==== Working data

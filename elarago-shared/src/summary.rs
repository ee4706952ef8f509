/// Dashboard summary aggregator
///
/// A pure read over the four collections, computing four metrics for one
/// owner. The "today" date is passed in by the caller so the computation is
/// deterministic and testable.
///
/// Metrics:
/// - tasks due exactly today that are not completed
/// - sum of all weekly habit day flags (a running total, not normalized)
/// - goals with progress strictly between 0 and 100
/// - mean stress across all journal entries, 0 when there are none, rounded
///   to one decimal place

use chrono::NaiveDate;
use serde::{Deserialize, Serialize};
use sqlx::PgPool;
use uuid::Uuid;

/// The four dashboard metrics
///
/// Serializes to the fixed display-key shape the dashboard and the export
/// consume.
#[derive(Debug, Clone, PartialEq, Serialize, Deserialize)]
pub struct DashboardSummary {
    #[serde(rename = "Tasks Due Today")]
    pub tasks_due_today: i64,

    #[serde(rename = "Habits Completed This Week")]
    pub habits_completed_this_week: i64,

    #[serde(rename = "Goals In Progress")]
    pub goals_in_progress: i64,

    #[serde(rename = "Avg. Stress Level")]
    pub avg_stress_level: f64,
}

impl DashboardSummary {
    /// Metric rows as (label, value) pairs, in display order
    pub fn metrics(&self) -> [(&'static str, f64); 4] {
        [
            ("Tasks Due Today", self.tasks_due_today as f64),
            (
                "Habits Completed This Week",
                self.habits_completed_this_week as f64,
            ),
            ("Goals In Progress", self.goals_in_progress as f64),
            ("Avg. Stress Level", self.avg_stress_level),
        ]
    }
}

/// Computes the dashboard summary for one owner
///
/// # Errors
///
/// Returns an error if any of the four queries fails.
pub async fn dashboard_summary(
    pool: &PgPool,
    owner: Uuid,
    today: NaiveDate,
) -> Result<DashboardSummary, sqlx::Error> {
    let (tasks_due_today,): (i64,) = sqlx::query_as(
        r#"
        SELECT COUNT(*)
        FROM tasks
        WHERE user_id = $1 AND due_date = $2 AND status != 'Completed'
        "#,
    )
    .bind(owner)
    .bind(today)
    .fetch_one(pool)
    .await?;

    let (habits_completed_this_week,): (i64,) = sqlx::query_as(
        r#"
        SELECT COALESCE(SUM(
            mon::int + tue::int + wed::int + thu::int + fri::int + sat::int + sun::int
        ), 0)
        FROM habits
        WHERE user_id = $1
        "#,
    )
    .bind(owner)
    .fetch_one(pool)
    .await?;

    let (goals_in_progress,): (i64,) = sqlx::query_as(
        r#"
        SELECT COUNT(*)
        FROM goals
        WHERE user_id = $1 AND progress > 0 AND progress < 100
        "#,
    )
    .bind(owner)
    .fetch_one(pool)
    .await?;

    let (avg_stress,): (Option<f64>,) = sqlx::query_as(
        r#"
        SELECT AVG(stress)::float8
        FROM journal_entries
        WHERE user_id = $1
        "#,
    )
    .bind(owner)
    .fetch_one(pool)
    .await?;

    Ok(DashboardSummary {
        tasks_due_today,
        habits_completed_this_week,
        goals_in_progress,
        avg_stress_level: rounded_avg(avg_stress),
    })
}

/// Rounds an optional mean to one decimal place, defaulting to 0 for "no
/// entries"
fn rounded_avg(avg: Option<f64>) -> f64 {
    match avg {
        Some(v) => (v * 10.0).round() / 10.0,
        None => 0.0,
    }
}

========
==== Working data

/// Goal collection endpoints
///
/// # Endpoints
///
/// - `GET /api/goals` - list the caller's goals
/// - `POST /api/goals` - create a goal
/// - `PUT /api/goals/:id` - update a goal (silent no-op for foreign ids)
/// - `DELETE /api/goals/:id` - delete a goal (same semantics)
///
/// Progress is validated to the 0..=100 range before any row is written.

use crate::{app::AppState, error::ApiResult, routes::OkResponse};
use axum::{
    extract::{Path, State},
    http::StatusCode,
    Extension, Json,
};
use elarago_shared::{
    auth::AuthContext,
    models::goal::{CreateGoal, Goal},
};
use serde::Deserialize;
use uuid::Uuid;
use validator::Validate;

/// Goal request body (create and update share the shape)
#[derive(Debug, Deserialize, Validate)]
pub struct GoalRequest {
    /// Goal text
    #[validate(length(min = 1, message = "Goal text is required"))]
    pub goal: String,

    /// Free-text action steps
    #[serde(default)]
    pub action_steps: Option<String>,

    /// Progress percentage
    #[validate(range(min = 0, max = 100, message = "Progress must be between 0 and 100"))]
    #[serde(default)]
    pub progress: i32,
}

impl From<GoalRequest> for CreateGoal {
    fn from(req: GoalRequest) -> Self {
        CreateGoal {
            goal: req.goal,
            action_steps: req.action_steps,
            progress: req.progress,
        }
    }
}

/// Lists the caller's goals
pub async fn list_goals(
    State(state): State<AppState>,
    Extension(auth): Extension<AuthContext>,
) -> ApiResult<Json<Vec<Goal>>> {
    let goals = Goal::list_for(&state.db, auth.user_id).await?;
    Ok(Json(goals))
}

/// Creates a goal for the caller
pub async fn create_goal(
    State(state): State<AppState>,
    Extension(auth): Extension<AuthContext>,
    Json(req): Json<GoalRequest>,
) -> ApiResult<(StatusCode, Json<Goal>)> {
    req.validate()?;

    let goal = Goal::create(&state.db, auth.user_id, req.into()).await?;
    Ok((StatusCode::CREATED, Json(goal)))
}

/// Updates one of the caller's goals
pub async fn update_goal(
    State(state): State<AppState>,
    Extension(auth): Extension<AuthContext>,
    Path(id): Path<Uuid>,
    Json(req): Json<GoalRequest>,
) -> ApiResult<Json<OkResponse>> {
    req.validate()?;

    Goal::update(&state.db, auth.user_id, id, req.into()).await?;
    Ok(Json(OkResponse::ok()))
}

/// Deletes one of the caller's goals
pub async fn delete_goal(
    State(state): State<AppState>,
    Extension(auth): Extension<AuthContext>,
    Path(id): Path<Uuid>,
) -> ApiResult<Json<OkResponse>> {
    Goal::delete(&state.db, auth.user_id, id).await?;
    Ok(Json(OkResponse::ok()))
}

========

● What is expected: Copy all lines above where "shape" is present.

● Exercise response:
/// Serializes to the fixed display-key shape the dashboard and the export
/// Goal request body (create and update share the shape)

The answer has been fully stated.